NEW YORK — Tuesday's umpiring controversy was nothing compared to the mess Yankees manager Joe Girardi created.
Already questioned and criticized for starting struggling A.J. Burnett in Game 4 of the AL Championship Series, Girardi compounded the problem by leaving Burnett in too long. Combined with another night of listless offense and an apparently serious injury to Mark Teixeira, the Yankees left themselves in a precarious position.
With the 10-3 loss to Texas, the Yankees now need to win Game 5 this afternoon, then two more in Texas — including a potential Game 7 showdown with Cliff Lee — to avoid joining the division champ Rays on the October outs.
So much for the beasts of the East, huh?
"At this point," Yankees captain Derek Jeter said, "they've been a lot better than us."
The umpiring controversy came early, with questionable calls — one of which was reversed via replay — on a pair of balls hit over the rightfield wall in the second inning. The pain came later as Teixeira, the Yankees' No. 3 hitter and first baseman, had to be helped off the field after straining his right hamstring running out a fifth-inning ground ball and, Girardi said, "barring some miracle" is done for the postseason, with Eduardo Nunez to replace him.
The Yankees would have — and should have — been happy with Burnett, pitching for the first time in 17 days, getting them through five innings with a lead.
But Girardi wanted more — he mentioned six or seven innings — and sent him out for the sixth, after 99 pitches, to protect the 3-2 advantage, and that didn't work out too well.
"He was still throwing the ball good,'' Girardi said. "You know, if you take A.J. out there and you give up a couple runs, people say why did you take A.J. out. That's the nature of this business when you're a manager. If things go right, they say, well, you did the right thing. If things go wrong, they say, well, you made the mistake. But he was throwing the ball good. It was hard to argue with the way he was throwing the baseball.''
After a leadoff single and a fielder's choice grounder, Girardi made another decision that turned out to be a mistake, having Burnett intentionally walk David Murphy with one out — putting the go-ahead run on — and bringing No. 8-hitting catcher Bengie Molina to the plate. And just as the Rays found out in the division series — that means trouble. Molina — hitting .385 (10-for-25) for the postseason — crushed Burnett's first pitch over the leftfield wall to give the Rangers a 5-3 lead.
"We liked that matchup,'' Girardi said. "It just didn't work out.''
Burnett said he was ready to face Murphy, but it was Girardi's decision.
"If I make that pitch, you don't have to ask that question,'' Burnett said. "It was an aggressive mistake. I'm not angry at all. I gave what I had out there tonight. Everything.''
The Rangers added five more off the Yankees' beleaguered bullpen, emptying Yankee Stadium early — well, relatively early since it was a 4:05 game — for the second straight night, as Josh Hamilton hit a pair of homers — giving him four for the series — and Nelson Cruz a two-run shot in the ninth.

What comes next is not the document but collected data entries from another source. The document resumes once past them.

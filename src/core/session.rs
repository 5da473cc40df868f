//! Session: owns a counter plus the metrics and history it updates

use chrono::{DateTime, Utc};
use rand::Rng;
use rand::rngs::StdRng;
use serde::{Deserialize, Serialize};

use crate::core::{CounterConfig, RepCounter};
use crate::types::{
    AngleSample, Calibration, IssueCounters, Limb, LimbMetrics, PerLimb, SampleOutput,
    SessionHistory,
};

/// Per-limb line of a session summary
#[derive(Debug, Clone, PartialEq, Serialize, Deserialize)]
pub struct LimbSummary {
    pub rep_count: u32,
    /// Fastest counted rep, `None` before the first
    pub best_rep_time: Option<f64>,
    /// Most recent counted rep
    pub last_rep_time: Option<f64>,
    pub issues: IssueCounters,
}

/// End-of-run summary
#[derive(Debug, Clone, PartialEq, Serialize, Deserialize)]
pub struct SessionSummary {
    pub started_at: DateTime<Utc>,
    pub samples: u64,
    pub limbs: PerLimb<LimbSummary>,
}

impl SessionSummary {
    pub fn total_reps(&self) -> u32 {
        self.limbs.left.rep_count + self.limbs.right.rep_count
    }
}

/// A counting session
#[derive(Debug)]
pub struct Session<R: Rng = StdRng> {
    counter: RepCounter<R>,
    metrics: PerLimb<LimbMetrics>,
    history: SessionHistory,
    started_at: DateTime<Utc>,
    samples: u64,
}

impl Session<StdRng> {
    pub fn new(calibration: Calibration, config: CounterConfig) -> Self {
        Self::from_counter(RepCounter::new(calibration, config))
    }

    pub fn with_seed(calibration: Calibration, config: CounterConfig, seed: u64) -> Self {
        Self::from_counter(RepCounter::with_seed(calibration, config, seed))
    }
}

impl<R: Rng> Session<R> {
    pub fn from_counter(counter: RepCounter<R>) -> Self {
        Self {
            counter,
            metrics: PerLimb::default(),
            history: SessionHistory::new(),
            started_at: Utc::now(),
            samples: 0,
        }
    }

    /// Feed one sample
    pub fn ingest(&mut self, sample: AngleSample) -> SampleOutput {
        self.samples += 1;
        let limb = sample.limb;
        self.counter.process_rep(
            limb,
            sample.angle,
            &mut self.metrics[limb],
            sample.at,
            &mut self.history,
        )
    }

    /// Reset transient detection state for `limb`
    pub fn reset_limb(&mut self, limb: Limb) {
        self.counter.reset_arm(limb);
    }

    pub fn metrics(&self, limb: Limb) -> &LimbMetrics {
        &self.metrics[limb]
    }

    pub fn history(&self) -> &SessionHistory {
        &self.history
    }

    pub fn counter(&self) -> &RepCounter<R> {
        &self.counter
    }

    pub fn counter_mut(&mut self) -> &mut RepCounter<R> {
        &mut self.counter
    }

    pub fn samples(&self) -> u64 {
        self.samples
    }

    pub fn summary(&self) -> SessionSummary {
        SessionSummary {
            started_at: self.started_at,
            samples: self.samples,
            limbs: PerLimb::from_fn(|limb| {
                let metrics = &self.metrics[limb];
                LimbSummary {
                    rep_count: metrics.rep_count,
                    best_rep_time: metrics.best_rep_time(),
                    last_rep_time: metrics.has_reps().then_some(metrics.rep_time),
                    issues: self.history.counters[limb],
                }
            }),
        }
    }
}

// =============================================================================
// TESTS
// =============================================================================
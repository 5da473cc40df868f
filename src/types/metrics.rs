//! Per-limb metrics consumed by the caller

use serde::{Deserialize, Serialize};

use crate::types::{ArmStage, Feedback};

/// Live metrics for one limb, updated in place on every sample
#[derive(Debug, Clone, PartialEq, Default, Serialize, Deserialize)]
pub struct LimbMetrics {
    /// Latest raw angle (degrees)
    pub angle: f64,
    /// Committed stage
    pub stage: ArmStage,
    /// Counted reps, never decreases
    pub rep_count: u32,
    /// Duration of the most recently counted rep (seconds, 0 = none)
    pub rep_time: f64,
    /// Fastest counted rep (seconds, 0 = none)
    pub min_rep_time: f64,
    /// Elapsed time of the in-progress rep while UP (seconds)
    pub curr_rep_time: f64,
    /// Origin the next rep is measured from (seconds)
    pub last_down_time: f64,
    /// Current advisory message
    pub feedback: Feedback,
}

impl LimbMetrics {
    pub fn new() -> Self {
        Self::default()
    }

    /// Has at least one rep been counted?
    pub fn has_reps(&self) -> bool {
        self.rep_count > 0
    }

    /// Fastest rep, `None` before the first counted rep
    pub fn best_rep_time(&self) -> Option<f64> {
        self.has_reps().then_some(self.min_rep_time)
    }

    /// Format for parseable output (no colors)
    pub fn to_parseable_string(&self) -> String {
        format!(
            "reps={} | stage={} | angle={:.1} | rep_time={:.2}s | best={:.2}s | feedback={}",
            self.rep_count,
            self.stage,
            self.angle,
            self.rep_time,
            self.min_rep_time,
            self.feedback
        )
    }
}

// =============================================================================
// TESTS
// =============================================================================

The win leaves the Rangers one win shy of the first World Series appearance in franchise history.
"We're not thinking how we're going to close anyone out,'' Texas manager Ron Washington said. "We're coming to the ballpark to play baseball.''
And the Yankees are one win from going home without that 28th championship, though confident because they will have CC Sabathia on the mound.
"I believe in this team," Girardi said. "We have bounced back many times this year."
The first of the two questionable calls came on Robinson Cano's one out home run, which landed on the ledge atop the rightfield wall. Rightfielder Cruz immediately indicated that there was fan interference as he tried to make a leaping catch, and TV replays showed that a fan or two brushed Cruz's glove.
But rightfield umpire Jim Reynolds felt it did not impact the outcome, and the crew — curiously — declined to even review the play. Reynolds said he was "very confident that the ball was in the stands," and crew chief Gerry Davis said replays confirmed it.
Reynolds made another call two batters later — ruling an arching down the line by Lance Berkman to be a home run even though it appeared to clearly be outside the foul pole — that his colleagues were quick to review, and reverse. Reynolds admitted he "wasn't confident" of his original call. It was the second time a call has been reversed in postseason play.